そもそも、グローバルサウスは国数も多く、その政治体制や経済力、産業構造、人種民族、宗教等は多岐にわたる。米国、中国、ロシアなどとの距離もそれぞれ異なっている。国際秩序に自らの主張を反映させたいという点で思いは共通するが、それ以外では互いに反目し合う点も多い。
今年8月、ブラジル、ロシア、インド、中国、南アフリカから構成されるBRICS首脳会議が来年からの6カ国の参加国拡大を決定したことが話題となった。しかし、果たして参加国拡大が彼らの国際的な影響力拡大をもたらすかは甚だ疑問だ。
そもそもBRICSというグループ名称自体、民間証券会社ゴールドマンサックスの英国エコノミスト、ジム・オニール氏が2001年に出した投資家向けのレポートで名付けたものだ。経済の成長が当時期待された新興国という以外に、この5カ国に共通点は少ない。
新規に参加するのは、アルゼンチン、エジプト、エチオピア、イラン、サウジアラビア、アラブ首長国連邦だが、なぜこの6カ国なのかは全く説明もない。顔ぶれをみても、関心事項が一致しなくなることは容易に想像がつくだろう。
そうなると自分たちの重要性を訴えることはできても、意味のある行動を共同で起こすのは難しいだろう。BRICS名付け親のオニール氏は、「BRICS首脳会議のたびに声明が発表されてきたが世界に何の変化も起こしていない。何を達成したいのか説明すべきだ」と指摘する(注2)。全くもって同感だ。

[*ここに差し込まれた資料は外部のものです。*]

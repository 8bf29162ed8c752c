use crate::application::ports::{PendingActionStore, ProgressCache};
use crate::domain::entities::{ActionStatus, PendingAction};
use crate::domain::value_objects::{ActionId, BaseId, ChallengeId, GameId, MediaRef};
use crate::shared::error::AppError;
use std::sync::Arc;

/// Enqueue-side facade: persists an action and updates the local progress
/// cache in the same call, before any network attempt, so the UI reflects a
/// check-in or submission immediately. Draining is the sync engine's job.
pub struct ActionQueue {
    store: Arc<dyn PendingActionStore>,
    progress: Arc<dyn ProgressCache>,
}

impl ActionQueue {
    pub fn new(store: Arc<dyn PendingActionStore>, progress: Arc<dyn ProgressCache>) -> Self {
        Self { store, progress }
    }

    /// Queues a check-in. Returns `None` when a check-in for the same
    /// `(game, base)` pair is already queued; the progress cache is updated
    /// either way, since the base counts as checked in from the player's
    /// point of view.
    pub async fn enqueue_check_in(
        &self,
        game_id: GameId,
        base_id: BaseId,
    ) -> Result<Option<ActionId>, AppError> {
        let action = PendingAction::check_in(game_id, base_id);
        let id = action.id;
        let inserted = self.store.enqueue(action).await?;
        self.progress.mark_checked_in(&game_id, &base_id).await;
        if !inserted {
            tracing::debug!(%game_id, %base_id, "check-in already queued, skipping duplicate");
            return Ok(None);
        }
        Ok(Some(id))
    }

    /// Queues a text answer. The returned id is the idempotency key the
    /// server will see.
    pub async fn enqueue_submission(
        &self,
        game_id: GameId,
        base_id: BaseId,
        challenge_id: ChallengeId,
        answer: String,
    ) -> Result<ActionId, AppError> {
        let action = PendingAction::text_submission(game_id, base_id, challenge_id, answer);
        let id = action.id;
        self.store.enqueue(action).await?;
        self.progress.mark_submitted(&game_id, &base_id).await;
        Ok(id)
    }

    pub async fn enqueue_media_submission(
        &self,
        game_id: GameId,
        base_id: BaseId,
        challenge_id: ChallengeId,
        notes: Option<String>,
        media: MediaRef,
    ) -> Result<ActionId, AppError> {
        let action =
            PendingAction::media_submission(game_id, base_id, challenge_id, notes, media);
        let id = action.id;
        self.store.enqueue(action).await?;
        self.progress.mark_submitted(&game_id, &base_id).await;
        Ok(id)
    }

    /// Queued work, polled by the UI at low frequency.
    pub async fn pending_count(&self) -> Result<u32, AppError> {
        self.store.pending_count().await
    }

    /// Media actions parked for re-attachment, so the UI can prompt the
    /// player instead of silently stalling.
    pub async fn needs_reselect(&self, game_id: GameId) -> Result<Vec<PendingAction>, AppError> {
        let actions = self.store.for_game(&game_id).await?;
        Ok(actions
            .into_iter()
            .filter(|a| a.status == ActionStatus::NeedsReselect)
            .collect())
    }

    /// Re-attaches freshly selected media to a parked action and returns it
    /// to the queue with a clean retry budget.
    pub async fn reattach_media(&self, id: ActionId, media: MediaRef) -> Result<(), AppError> {
        self.store.requeue_with_media(&id, media).await
    }

    pub async fn has_pending_submission(
        &self,
        base_id: BaseId,
        challenge_id: ChallengeId,
    ) -> Result<bool, AppError> {
        self.store.has_pending_submission(&base_id, &challenge_id).await
    }

    /// Game exit: forget everything queued for that game.
    pub async fn clear_for_game(&self, game_id: GameId) -> Result<(), AppError> {
        self.store.clear_for_game(&game_id).await?;
        self.progress.clear_for_game(&game_id).await;
        Ok(())
    }

    /// Logout: forget everything.
    pub async fn clear_all(&self) -> Result<(), AppError> {
        self.store.clear().await?;
        self.progress.clear().await;
        Ok(())
    }
}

それでも、グローバルサウスの動向は今後ますます重要となる。人口動態面で中国が既に人口減少へと転換し、今後それが加速していく一方、グローバルサウス諸国は70年後まで人口が増え続けると推計されている。それらを背景に、先行きの中長期的な成長率もグローバルサウス(特にインド、南米、東南アジア諸国連合=ASEAN=諸国)が中国を上回り、世界経済のけん引役を果たすと考えられる。
中国・グローバルサウスの人口動態予測(出所)経済産業省「2023年度通商白書」
中国・グローバルサウスの名目GDP成長率(出所)経済産業省「2023年度通商白書」
難しいのは、上述のとおりグローバルサウスは多様であり、十把ひとからげにできないことだ。彼らとうまく付き合っていくためには、それぞれの国について経済はもちろんのこと、政治、外交、社会、文化、歴史などについても深い理解が不可欠となる。
それにはコストを要するが、今後、日本企業がグローバルサウスを市場や生産拠点などとして考えていくうえでは、避けて通れない。そうした理解を踏まえて、彼らの社会課題の解決をうまくビジネスチャンスに繋げてほしいものだ。
グローバルサウス(イメージ)
(注1)熊谷聡、早川和伸、後閑利隆、磯野生茂、ケオラスックニラン、坪田建明、久保裕也、「『デカップリング』が世界経済に与える影響─IDE-GSMによる分析」、アジア経済研究所「IDEスクウェア」世界を見る眼、2023年2月。
(注2)2023年8月20日付日本経済新聞記事、「BRICS拡大政策不在なら無意味 名付け親のオニール氏」参照。